Omurbek Chirkeshovich Tekebayev (Kyrgyz: Өмүрбек Чиркешович (Чиркеш уулу) Текебаев, Ömürbek Çirkeşoviç (Çirkeş uulu) Tekebayev) is a Kyrgyz politician. He was Speaker of the Kyrgyz Parliament from March 2005 to March 2006. Tekebaev is the leader of the Ata-Meken socialist party. Tekebayev is currently serving an eight-year jail sentence for corruption and fraud.

Early life
Tekebaev was born on 22 December 1958 in Jalal-Abad, Kyrgyz SSR. He graduated in physics from the Kyrgyz State University. He then worked as a teacher in Akman Bazar-Korgonskyj, a village in Jalal-Abad Province, and then graduated in law from the Kyrgyz State National University in 1994.

Political career
Tekebayev was a leading opposition figure to the government of President Askar Akayev, which had ruled Kyrgyzstan since its independence in the early 1990s, following the collapse of the Soviet Union.  Tekebayev ran twice for the presidency in the 1995 and 2000 elections.  In 2000 he formed an election bloc with Felix Kulov and came in a distant second to Akayev with 14% of the vote; however, opposition leaders widely alleged electoral fraud.
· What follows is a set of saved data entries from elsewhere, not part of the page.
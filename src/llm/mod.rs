pub mod chat;
use serde::{ Deserialize, Serialize };
use std::str::FromStr;
use std::fmt;

/// Inference providers the relay can route a chat request to.
#[derive(Debug, Clone, Copy, PartialEq, Eq, Hash, Deserialize, Serialize)]
#[serde(rename_all = "lowercase")]
pub enum Provider {
    SoulGraph,
    OpenAI,
}

impl Provider {
    pub fn as_str(&self) -> &'static str {
        match self {
            Provider::SoulGraph => "soulgraph",
            Provider::OpenAI => "openai",
        }
    }

    /// Relay route serving this provider.
    pub fn route(&self) -> &'static str {
        match self {
            Provider::SoulGraph => "/api/soulgraph",
            Provider::OpenAI => "/api/openai",
        }
    }

    /// Id used when neither the caller nor the provider supplied one.
    pub fn synthesize_thread_id(&self) -> String {
        format!("{}-{}", self.as_str(), chrono::Utc::now().timestamp_millis())
    }
}

impl fmt::Display for Provider {
    fn fmt(&self, f: &mut fmt::Formatter<'_>) -> fmt::Result {
        write!(f, "{}", self.as_str())
    }
}

#[derive(Debug, PartialEq, Eq)]
pub struct ParseProviderError {
    message: String,
}

impl fmt::Display for ParseProviderError {
    fn fmt(&self, f: &mut fmt::Formatter<'_>) -> fmt::Result {
        write!(f, "{}", self.message)
    }
}

impl std::error::Error for ParseProviderError {}

impl FromStr for Provider {
    type Err = ParseProviderError;

    fn from_str(s: &str) -> Result<Self, Self::Err> {
        match s.to_lowercase().as_str() {
            "soulgraph" => Ok(Provider::SoulGraph),
            "openai" => Ok(Provider::OpenAI),
            _ =>
                Err(ParseProviderError {
                    message: format!("Invalid provider: '{}'", s),
                }),
        }
    }
}
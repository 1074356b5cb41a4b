pub mod chat;
pub mod stream;
//! Byte-for-byte forwarding of an upstream SSE stream, with a side channel that
//! watches the frames go by.
//!
//! Every upstream chunk is sent downstream untouched before it is inspected.
//! The inspection only latches the thread id and notices the terminal frame;
//! once the stream is over and the downstream side has been released, the
//! optional [`CompletionReconciler`] mirrors the finished conversation.

pub mod parser;
pub mod reconcile;

use bytes::Bytes;
use futures::StreamExt;
use log::{ debug, info, warn };
use tokio::sync::mpsc;
use tokio::task::JoinHandle;
use tokio_stream::wrappers::ReceiverStream;

use self::parser::FrameParser;
use crate::error::UpstreamError;
use crate::llm::chat::ByteStream;
use crate::models::stream::StreamFrame;

pub use self::reconcile::CompletionReconciler;

const RELAY_BUFFER: usize = 32;

/// What the side channel saw on one stream.
#[derive(Debug, Default, Clone, PartialEq, Eq)]
pub struct StreamSummary {
    pub thread_id: Option<String>,
    pub chunks: usize,
    pub done: bool,
    pub error: Option<String>,
    pub bad_events: usize,
    pub aborted: bool,
}

impl StreamSummary {
    pub fn completed(&self) -> bool {
        self.done && !self.aborted
    }
}

/// Frame observer fed with the same bytes that go downstream.
#[derive(Debug, Default)]
pub struct StreamTap {
    parser: FrameParser,
    summary: StreamSummary,
}

impl StreamTap {
    pub fn new(request_thread_id: Option<String>) -> Self {
        Self {
            parser: FrameParser::new(),
            summary: StreamSummary {
                thread_id: request_thread_id.filter(|id| !id.is_empty()),
                ..Default::default()
            },
        }
    }

    pub fn observe(&mut self, chunk: &[u8]) {
        let frames = self.parser.feed(chunk);
        self.record(frames);
    }

    pub fn finish(mut self) -> StreamSummary {
        let frames = self.parser.finish();
        self.record(frames);
        self.summary
    }

    fn record(&mut self, frames: Vec<Result<StreamFrame, parser::FrameError>>) {
        for frame in frames {
            match frame {
                Ok(StreamFrame::ThreadId(id)) => {
                    if self.summary.thread_id.is_none() {
                        debug!("Latched thread id {}", id);
                        self.summary.thread_id = Some(id);
                    }
                }
                Ok(StreamFrame::Chunk(_)) => {
                    self.summary.chunks += 1;
                }
                Ok(StreamFrame::Done) => {
                    self.summary.done = true;
                }
                Ok(StreamFrame::Error(message)) => {
                    warn!("Upstream reported a stream error: {}", message);
                    self.summary.error = Some(message);
                }
                Err(e) => {
                    debug!("Ignoring stream event: {}", e);
                    self.summary.bad_events += 1;
                }
            }
        }
    }
}

pub struct Relay {
    pub body: ReceiverStream<Result<Bytes, UpstreamError>>,
    pub task: JoinHandle<StreamSummary>,
}

/// Starts relaying `upstream`. The returned body yields exactly the upstream
/// bytes, in order, and ends with an `Err` if the upstream read fails.
pub fn relay(
    upstream: ByteStream,
    request_thread_id: Option<String>,
    reconciler: Option<CompletionReconciler>
) -> Relay {
    let (tx, rx) = mpsc::channel(RELAY_BUFFER);

    let task = tokio::spawn(async move {
        let mut upstream = upstream;
        let mut tap = StreamTap::new(request_thread_id);
        let mut aborted = false;

        while let Some(item) = upstream.next().await {
            match item {
                Ok(chunk) => {
                    if tx.send(Ok(chunk.clone())).await.is_err() {
                        info!("Client went away, stopping relay");
                        aborted = true;
                        break;
                    }
                    tap.observe(&chunk);
                }
                Err(e) => {
                    warn!("Upstream stream failed: {}", e);
                    let _ = tx.send(Err(e)).await;
                    aborted = true;
                    break;
                }
            }
        }
        drop(tx);

        let mut summary = tap.finish();
        summary.aborted = aborted;
        debug!(
            "Relay finished: thread={:?} chunks={} done={} aborted={}",
            summary.thread_id,
            summary.chunks,
            summary.done,
            summary.aborted
        );

        if let (Some(reconciler), Some(thread_id)) = (reconciler, summary.thread_id.clone()) {
            if summary.completed() {
                reconciler.reconcile(&thread_id).await;
            }
        }
        summary
    });

    Relay {
        body: ReceiverStream::new(rx),
        task,
    }
}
On March 27, 2005, Tekebayev became Speaker of Parliament following the 2005 parliamentary elections.  In the turmoil that followed, Akayev was forced to flee the country and an interim government headed by President Kurmanbek Bakiyev claimed power (see: Tulip Revolution).  Tekebayev emerged as an important figure in the transitional chaos, both due to his constitutional role as head of parliament and because while Akayev refused to recognize Bakiyev's authority as interim president, he did recognize Tekebayev's authority as Speaker of Parliament and indicated a willingness to negotiate with him. Ultimately these negotiations failed, however, and Bakiyev was elected as President in a landslide victory in July 2005.

Tekebayev announced his resignation as Speaker of Parliament after a political conflict with President Bakiyev on February 27, 2006.

On September 6, 2006, heroin was found in Tekebayev's luggage during a trip to Poland, in an incident generally regarded as an attempted frame.

Omurbek Tekebayev, in his capacity of co-chairman of the For Reforms political movement, played a key role in organizing very visible political protests against President Bakiyev in November 2006 and April 2007.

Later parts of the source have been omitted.